More fun using the Web, with getUserMedia and native pages – Dev.Opera
 このCSSを実装したデモサイトもすでに用意されています。上の開発版で訪問するとデモサイトに実装されたこの仕様を確認することができます。
Opera Reader: Paging the Web
※2012/6/18追記 
 先日公開されたOpera12でCSS Generated Content for Paged Mediaがサポートされるようになりました。
Opera の新機能

3.Webサイト化する電子書籍のメリット/デメリット

 AppleのApp Storeの審査がときおり問題になる現状を見ると、プラットフォーマーの意向に左右されずにすむことがWebサイト化の一番のメリットかもしれません。(HTML5に対応した)ブラウザがすべてそのコンテンツのビュワーになるわけですので、対応するデバイスが劇的に増えることになり、利用者層の拡がりも期待できます。また、コンテンツはサーバーで集中的に管理できますので、読者の読書環境を一元的に提供することも可能になります。
 しかし、一方でWebサイト化するならば、独自でサーバーを用意しなければなりません。場合によってはシステム開発も独自に行う必要があるでしょう。コンテンツを有料で配信するのであれば、その課金についてもなんらかの手段を用意しなければなりません。仮に用意できたとしても、サイトの無料化と有料化の間で揺れ続けている新聞や雑誌の動向を見ても、Webサイトの有料化は非常にハードルが高いと思われます。
 
 米国のPLAYBOYがウェブ雑誌としてWebサイトに移行しましたが、事例としてはまだまだ少ないようです。デメリットを勘案すれば、小規模なコンテンツプロバイダが既存のプラットフォームを捨てて、Webサイト化に移行するのはかなり高いハードルを乗り越えなけれなりません。当面はWebサイト化はブランド力をもった雑誌や大量の定期購読者を抱えているような雑誌、もしくは巨大なプラットフォームの間で行われるにとどまるかもしれません。

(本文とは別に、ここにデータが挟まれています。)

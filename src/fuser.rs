// This Source Code Form is subject to the terms of the Mozilla Public
// License, v. 2.0. If a copy of the MPL was not distributed with this
// file, You can obtain one at http://mozilla.org/MPL/2.0/.

use rwsvgtree::{AId, Attribute, Document, EId, NodeId};

use crate::shapes::{transform_shape, Approximation, ShapeKind, ShapeOutcome};
use crate::warning::{Warning, WarningKind, WarningSink};
use crate::{Options, Transform};

/// Fuses transforms in the whole document or in the selected elements.
///
/// When `Options::selection` is empty, the root element is processed.
/// Otherwise each selected element is processed from the identity transform,
/// ignoring transforms of its ancestors. Unknown IDs are skipped.
pub fn fuse_document(doc: &mut Document, opt: &Options, sink: &mut dyn WarningSink) {
    if opt.selection.is_empty() {
        let id = doc.root_element().id();
        fuse_node(doc, id, Transform::default(), opt, sink);
        return;
    }

    for elem_id in &opt.selection {
        match doc.element_by_id(elem_id).map(|n| n.id()) {
            Some(id) => fuse_node(doc, id, Transform::default(), opt, sink),
            None => log::warn!("Element '{}' not found. Skipped.", elem_id),
        }
    }
}

/// Fuses transforms of the element and its descendants.
///
/// `ts` is the transform inherited from ancestors.
/// After this call, no element in the subtree has a `transform` attribute.
pub fn fuse_node(
    doc: &mut Document,
    id: NodeId,
    ts: Transform,
    opt: &Options,
    sink: &mut dyn WarningSink,
) {
    if !doc.node(id).is_element() {
        return;
    }

    let transform = doc.node_mut(id).remove_attribute(AId::Transform);
    let local = match transform {
        Some(text) => match Transform::from_attribute(&text) {
            Some(ts) => ts,
            None => {
                let node = doc.node(id);
                log::warn!(
                    "{} '{}' has an invalid 'transform' value: '{}'. Ignored.",
                    node.tag_name_str(),
                    node.element_id(),
                    text
                );
                Transform::default()
            }
        },
        None => Transform::default(),
    };

    let ts = ts.pre_concat(&local);

    if opt.strip_editor_data && doc.node(id).tag_name() == Some(EId::Path) {
        doc.node_mut(id).retain_attributes(|attr| !is_editor_attribute(attr));
    }

    let kind = ShapeKind::from_node(doc.node(id));
    let outcome = transform_shape(doc, id, kind, &ts, opt);
    let warning = {
        let node = doc.node(id);
        let make = |kind| Warning::new(kind, node.tag_name_str(), node.element_id());
        match outcome {
            ShapeOutcome::Exact => None,
            ShapeOutcome::Approximate(Approximation::Ellipse { rx, ry }) => {
                Some(make(WarningKind::ApproximateShape).with_radii(rx, ry))
            }
            ShapeOutcome::Approximate(Approximation::TextAnchor) => {
                Some(make(WarningKind::TextTransform))
            }
            ShapeOutcome::Unsupported => Some(make(WarningKind::UnsupportedShape)),
        }
    };

    if let Some(warning) = warning {
        sink.warn(warning);
    }

    // Children are collected first, because the tree is borrowed mutably later.
    let children: Vec<NodeId> = doc
        .node(id)
        .children()
        .filter(|n| n.is_element())
        .map(|n| n.id())
        .collect();

    for child in children {
        fuse_node(doc, child, ts, opt, sink);
    }
}

/// Checks that an attribute belongs to Inkscape or Sodipodi.
fn is_editor_attribute(attr: &Attribute) -> bool {
    let is_editor = |s: &str| s.contains("sodipodi") || s.contains("inkscape");

    if let Some(ref ns) = attr.name.namespace {
        if is_editor(ns) {
            return true;
        }
    }

    is_editor(&attr.name.to_string())
}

 しかし、一方で既存のWebサイトを例えば、iPadで見るときは「電子書籍的UI」で見せるといったWebデザインの延長として提供することは充分ありえることです。デバイスのインターフェイスにあわせて柔軟にUIを最適化させる、その最適化の手段の1つとして「電子書籍的UI」を組み込むということです。ブログや新聞、雑誌のようなテキストコンテンツが主となるWebサイトはその候補の筆頭だと思いますが、公的機関や大学、研究所がサイトで公開している報告書や広報誌もその候補になり得ます。また、メディアがサイトの有料化に踏み切る際に電子書籍的なUIを付与するという選択肢もありえるかもしません。